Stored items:
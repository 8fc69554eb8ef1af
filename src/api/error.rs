use thiserror::Error;

/// Errors that can occur while talking to the news backend.
///
/// Covers the transport (network, HTTP status, timeouts), payload decoding, and
/// server-reported failures inside an otherwise healthy event stream.
#[derive(Debug, Error)]
pub enum ApiError {
    /// Network-level error (DNS, connection, TLS, etc.)
    #[error("Request failed: {0}")]
    Network(#[from] reqwest::Error),
    /// HTTP response with non-2xx status code
    #[error("HTTP error: status {0}")]
    HttpStatus(u16),
    /// Request exceeded the configured timeout
    #[error("Request timed out")]
    Timeout,
    /// Response body or event payload could not be decoded
    #[error("Parse error: {0}")]
    Parse(String),
    /// Response body or a single event exceeded the size limit
    #[error("Response too large")]
    ResponseTooLarge,
    /// Event stream ended before it reported completion
    #[error("Stream closed before completion")]
    StreamClosed,
    /// Backend reported an error inside the event stream
    #[error("Backend error: {0}")]
    Backend(String),
    /// Base URL or endpoint could not be built
    #[error("Invalid URL: {0}")]
    InvalidUrl(String),
}

impl ApiError {
    /// Returns true if this is a transport-level failure worth retrying.
    pub fn is_retryable(&self) -> bool {
        match self {
            ApiError::Network(_)
            | ApiError::Timeout
            | ApiError::StreamClosed
            | ApiError::Backend(_) => true,
            ApiError::HttpStatus(status) => *status >= 500 || *status == 429,
            ApiError::Parse(_) | ApiError::ResponseTooLarge | ApiError::InvalidUrl(_) => false,
        }
    }

    /// Returns true if the backend reported that the target does not exist.
    pub fn is_not_found(&self) -> bool {
        matches!(self, ApiError::HttpStatus(404))
    }
}

impl From<serde_json::Error> for ApiError {
    fn from(err: serde_json::Error) -> Self {
        ApiError::Parse(err.to_string())
    }
}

=== Goal of the exercise ===
Output the line holding "ApiError::Network(_)", then every later line through the end of the records above, exactly as given and nothing else.

=== Response ===
            ApiError::Network(_)
            | ApiError::Timeout
            | ApiError::StreamClosed
            | ApiError::Backend(_) => true,
            ApiError::HttpStatus(status) => *status >= 500 || *status == 429,
            ApiError::Parse(_) | ApiError::ResponseTooLarge | ApiError::InvalidUrl(_) => false,
        }
    }

    /// Returns true if the backend reported that the target does not exist.
    pub fn is_not_found(&self) -> bool {
        matches!(self, ApiError::HttpStatus(404))
    }
}

impl From<serde_json::Error> for ApiError {
    fn from(err: serde_json::Error) -> Self {
        ApiError::Parse(err.to_string())
    }
}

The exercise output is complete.